RECORD SET.
use std::path::PathBuf;
use std::time::Duration;

use clap::Parser;

#[derive(Parser, Debug, Clone)]
#[command(name = "chat-typeahead")]
#[command(about = "A terminal compose box with mention, stream and emoji suggestions")]
pub struct AppArgs {
    #[arg(long, help = "Typeahead settings file (JSON)")]
    pub config: Option<PathBuf>,

    #[arg(long, help = "Users, streams and emoji to suggest (JSON)")]
    pub candidates: Option<PathBuf>,

    #[arg(long, help = "Maximum number of suggestions shown")]
    pub items: Option<usize>,

    #[arg(long = "min-length", help = "Characters needed before suggestions appear")]
    pub min_length: Option<usize>,

    #[arg(long, help = "Open menus above their field")]
    pub dropup: bool,

    #[arg(
        long = "stream-delay-ms",
        default_value_t = 300,
        help = "Simulated latency of the stream lookup (0 answers immediately)"
    )]
    pub stream_delay_ms: u64,

    #[arg(
        long = "log-level",
        default_value = "debug",
        help = "Log level for the log pane (RUST_LOG takes precedence)"
    )]
    pub log_level: String,
}

impl AppArgs {
    pub fn from_cli() -> Self {
        <Self as Parser>::parse()
    }

    pub fn stream_delay(&self) -> Option<Duration> {
        (self.stream_delay_ms > 0).then(|| Duration::from_millis(self.stream_delay_ms))
    }
}
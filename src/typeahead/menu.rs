//! The rendered suggestion panel.
use super::position::MenuPosition;

/// One rendered suggestion.
#[derive(Debug, Clone, PartialEq)]
pub struct MenuEntry<T> {
    /// The candidate this entry commits.
    pub value: T,
    /// Markup produced by the highlighter.
    pub html: String,
    /// Annotation from the option label callback; its presence marks the
    /// entry as labelled.
    pub option_label: Option<String>,
    /// Set while a hover is ignored because the pointer has not moved since
    /// the menu opened.
    pub pointer_disabled: bool,
}

impl<T> MenuEntry<T> {
    pub fn has_option_label(&self) -> bool {
        self.option_label.is_some()
    }
}

/// Container, header bar and list for one typeahead. The whole list is
/// replaced on every render.
#[derive(Debug, Clone, PartialEq)]
pub struct Menu<T> {
    entries: Vec<MenuEntry<T>>,
    header: Option<String>,
    visible: bool,
    hovered: bool,
    position: Option<MenuPosition>,
}

impl<T> Default for Menu<T> {
    fn default() -> Self {
        Self {
            entries: Vec::new(),
            header: None,
            visible: false,
            hovered: false,
            position: None,
        }
    }
}

impl<T> Menu<T> {
    pub fn new() -> Self {
        Self::default()
    }

    pub fn replace_entries(&mut self, entries: Vec<MenuEntry<T>>) {
        self.entries = entries;
    }

    pub fn set_header(&mut self, header: Option<String>) {
        self.header = header;
    }

    pub fn entries(&self) -> &[MenuEntry<T>] {
        &self.entries
    }

    pub(crate) fn entry_mut(&mut self, index: usize) -> Option<&mut MenuEntry<T>> {
        self.entries.get_mut(index)
    }

    pub fn entry(&self, index: usize) -> Option<&MenuEntry<T>> {
        self.entries.get(index)
    }

    pub fn header(&self) -> Option<&str> {
        self.header.as_deref()
    }

    pub fn is_visible(&self) -> bool {
        self.visible
    }

    pub(crate) fn set_visible(&mut self, visible: bool) {
        self.visible = visible;
    }

    pub fn is_hovered(&self) -> bool {
        self.hovered
    }

    pub(crate) fn set_hovered(&mut self, hovered: bool) {
        self.hovered = hovered;
    }

    /// `None` when the host places the container itself.
    pub fn position(&self) -> Option<MenuPosition> {
        self.position
    }

    pub(crate) fn set_position(&mut self, position: Option<MenuPosition>) {
        self.position = position;
    }

    /// Rows taken by the container: one per entry plus the header bar.
    pub fn row_count(&self) -> usize {
        self.entries.len() + usize::from(self.header.is_some())
    }

    pub fn clear(&mut self) {
        self.entries.clear();
        self.header = None;
        self.visible = false;
        self.hovered = false;
        self.position = None;
    }
}
use anyhow::Result;
use chrono::Local;
use crossterm::{
    cursor, queue,
    style::{Color, Print, ResetColor, SetBackgroundColor, SetForegroundColor},
    terminal::{Clear, ClearType},
};
use std::io::{stdout, Write};
use tracing::Level;
use unicode_width::{UnicodeWidthChar, UnicodeWidthStr};

use super::layout::{
    message_input_left, pill, recipient_input_left, MenuLayout, HEADER_ROW, MESSAGE_PROMPT,
    MESSAGE_ROW, RECIPIENT_PROMPT, RECIPIENT_ROW, TRANSCRIPT_TOP,
};
use super::TerminalUI;
use crate::compose::ComposeFocus;
use crate::ui::UIMode;

/// Cuts `text` to at most `width` terminal columns.
fn fit(text: &str, width: usize) -> String {
    let mut used = 0;
    text.chars()
        .take_while(|c| {
            used += c.width().unwrap_or(0);
            used <= width
        })
        .collect()
}

fn level_color(level: Level) -> Color {
    match level {
        Level::ERROR => Color::Red,
        Level::WARN => Color::Yellow,
        Level::INFO => Color::Blue,
        Level::DEBUG => Color::White,
        Level::TRACE => Color::DarkGrey,
    }
}

impl TerminalUI {
    pub(super) fn render(&self) -> Result<()> {
        let mut stdout = stdout();
        queue!(stdout, cursor::Hide, Clear(ClearType::All))?;

        let (width, height) = self.state.terminal_size;
        let body_bottom = height.saturating_sub(1);

        self.render_bar(&mut stdout, HEADER_ROW, width, &self.header_text())?;
        match self.state.mode {
            UIMode::Compose => {
                self.render_transcript(&mut stdout, TRANSCRIPT_TOP, body_bottom, width)?;
                self.render_recipient_row(&mut stdout, width)?;
                self.render_message_row(&mut stdout, width)?;
                if let Some(menu) = MenuLayout::of(self.compose.focused(), width) {
                    render_menu(&mut stdout, &menu, body_bottom)?;
                }
            }
            UIMode::Logs => self.render_logs(&mut stdout, HEADER_ROW + 1, body_bottom, width)?,
        }
        self.render_bar(&mut stdout, body_bottom, width, &self.status_text())?;

        if self.state.mode == UIMode::Compose {
            self.place_cursor(&mut stdout, width)?;
        }

        stdout.flush()?;
        Ok(())
    }

    fn header_text(&self) -> String {
        let focus = match self.compose.focus() {
            ComposeFocus::Recipient => "recipients",
            ComposeFocus::Message => "message",
        };
        format!(" chat-typeahead | editing {}", focus)
    }

    fn status_text(&self) -> String {
        match self.state.mode {
            UIMode::Compose => format!(
                " To: {} | Tab/Ctrl+T: switch field | Ctrl+R: recipients | Ctrl+Z: undo | F9: logs | Ctrl+C: exit",
                self.compose.recipients().len()
            ),
            UIMode::Logs => format!(
                " Logs | Level: {} | Entries: {} | 1-5: level | F9: compose",
                self.log_buffer.display_level(),
                self.log_buffer.len()
            ),
        }
    }

    fn render_bar(&self, stdout: &mut impl Write, row: u16, width: u16, text: &str) -> Result<()> {
        let text = fit(text, usize::from(width));
        let padding = usize::from(width).saturating_sub(text.width());
        queue!(
            stdout,
            cursor::MoveTo(0, row),
            SetBackgroundColor(Color::DarkGrey),
            SetForegroundColor(Color::White),
            Print(&text),
            Print(" ".repeat(padding)),
            ResetColor
        )?;
        Ok(())
    }

    fn render_recipient_row(&self, stdout: &mut impl Write, width: u16) -> Result<()> {
        queue!(
            stdout,
            cursor::MoveTo(0, RECIPIENT_ROW),
            SetForegroundColor(Color::Cyan),
            Print(RECIPIENT_PROMPT),
            ResetColor
        )?;
        for name in self.compose.recipients() {
            queue!(
                stdout,
                SetForegroundColor(Color::Green),
                Print(pill(name)),
                ResetColor
            )?;
        }

        let left = recipient_input_left(self.compose.recipients());
        let value = self.compose.widget(ComposeFocus::Recipient).field().value();
        let room = usize::from(width.saturating_sub(left));
        queue!(stdout, Print(fit(value, room)))?;
        Ok(())
    }

    fn render_message_row(&self, stdout: &mut impl Write, width: u16) -> Result<()> {
        let value = self.compose.widget(ComposeFocus::Message).field().value();
        let room = usize::from(width.saturating_sub(message_input_left()));
        queue!(
            stdout,
            cursor::MoveTo(0, MESSAGE_ROW),
            SetForegroundColor(Color::Cyan),
            Print(MESSAGE_PROMPT),
            ResetColor,
            Print(fit(value, room))
        )?;
        Ok(())
    }

    fn render_transcript(
        &self,
        stdout: &mut impl Write,
        top: u16,
        bottom: u16,
        width: u16,
    ) -> Result<()> {
        let rows = usize::from(bottom.saturating_sub(top));
        let start = self.state.sent.len().saturating_sub(rows);
        for (offset, message) in self.state.sent[start..].iter().enumerate() {
            let to = if message.recipients.is_empty() {
                "everyone".to_string()
            } else {
                message.recipients.join(", ")
            };
            let line = format!(
                "{} to {}: {}",
                message.timestamp.with_timezone(&Local).format("%H:%M:%S"),
                to,
                message.body
            );
            queue!(
                stdout,
                cursor::MoveTo(0, top + offset as u16),
                Print(fit(&line, usize::from(width)))
            )?;
        }
        Ok(())
    }

    fn render_logs(&self, stdout: &mut impl Write, top: u16, bottom: u16, width: u16) -> Result<()> {
        let rows = usize::from(bottom.saturating_sub(top));
        for (offset, entry) in self.log_buffer.visible(rows).iter().enumerate() {
            let line = format!(
                "{} {:5} [{}] {}",
                entry.timestamp.with_timezone(&Local).format("%H:%M:%S%.3f"),
                entry.level.as_str(),
                entry.module,
                entry.message
            );
            queue!(
                stdout,
                cursor::MoveTo(0, top + offset as u16),
                SetForegroundColor(level_color(entry.level)),
                Print(fit(&line, usize::from(width))),
                ResetColor
            )?;
        }
        Ok(())
    }

    fn place_cursor(&self, stdout: &mut impl Write, width: u16) -> Result<()> {
        let (row, left) = match self.compose.focus() {
            ComposeFocus::Recipient => (
                RECIPIENT_ROW,
                recipient_input_left(self.compose.recipients()),
            ),
            ComposeFocus::Message => (MESSAGE_ROW, message_input_left()),
        };
        let field = self.compose.focused().field();
        let typed = field.value()[..field.cursor()].width();
        let column = usize::from(left) + typed;
        if column < usize::from(width) {
            queue!(stdout, cursor::MoveTo(column as u16, row), cursor::Show)?;
        }
        Ok(())
    }
}

fn render_menu(stdout: &mut impl Write, menu: &MenuLayout, bottom: u16) -> Result<()> {
    let inner = usize::from(menu.width.saturating_sub(2));

    if let Some(header) = &menu.header {
        if menu.top < bottom {
            let text = fit(header, inner);
            let padding = inner.saturating_sub(text.width());
            queue!(
                stdout,
                cursor::MoveTo(menu.left, menu.top),
                SetBackgroundColor(Color::Black),
                SetForegroundColor(Color::DarkGrey),
                Print(format!(" {}{} ", text, " ".repeat(padding))),
                ResetColor
            )?;
        }
    }

    for (index, row) in menu.rows.iter().enumerate() {
        let y = menu.item_row(index);
        if y >= bottom {
            break;
        }
        let (background, foreground) = if row.active {
            (Color::Blue, Color::White)
        } else {
            (Color::Black, Color::Grey)
        };

        let text = fit(&row.text, inner);
        let label = row
            .label
            .as_deref()
            .map(|label| fit(label, inner.saturating_sub(text.width() + 1)))
            .filter(|label| !label.is_empty());
        let used = text.width() + label.as_ref().map_or(0, |l| l.width() + 1);
        let padding = inner.saturating_sub(used);

        queue!(
            stdout,
            cursor::MoveTo(menu.left, y),
            SetBackgroundColor(background),
            SetForegroundColor(foreground),
            Print(format!(" {}", text))
        )?;
        if let Some(label) = label {
            queue!(
                stdout,
                SetForegroundColor(Color::DarkGrey),
                Print(format!(" {}", label))
            )?;
        }
        queue!(stdout, Print(" ".repeat(padding + 1)), ResetColor)?;
    }
    Ok(())
}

WHAT IS EXPECTED. Referring to the material above, set down exactly the lines between the line with "let body_bottom = height.saturating_sub(1);" and the line with "fn header_text(&self) ->", inclusive, and no other lines.

SOLUTION.
        let body_bottom = height.saturating_sub(1);

        self.render_bar(&mut stdout, HEADER_ROW, width, &self.header_text())?;
        match self.state.mode {
            UIMode::Compose => {
                self.render_transcript(&mut stdout, TRANSCRIPT_TOP, body_bottom, width)?;
                self.render_recipient_row(&mut stdout, width)?;
                self.render_message_row(&mut stdout, width)?;
                if let Some(menu) = MenuLayout::of(self.compose.focused(), width) {
                    render_menu(&mut stdout, &menu, body_bottom)?;
                }
            }
            UIMode::Logs => self.render_logs(&mut stdout, HEADER_ROW + 1, body_bottom, width)?,
        }
        self.render_bar(&mut stdout, body_bottom, width, &self.status_text())?;

        if self.state.mode == UIMode::Compose {
            self.place_cursor(&mut stdout, width)?;
        }

        stdout.flush()?;
        Ok(())
    }

    fn header_text(&self) -> String {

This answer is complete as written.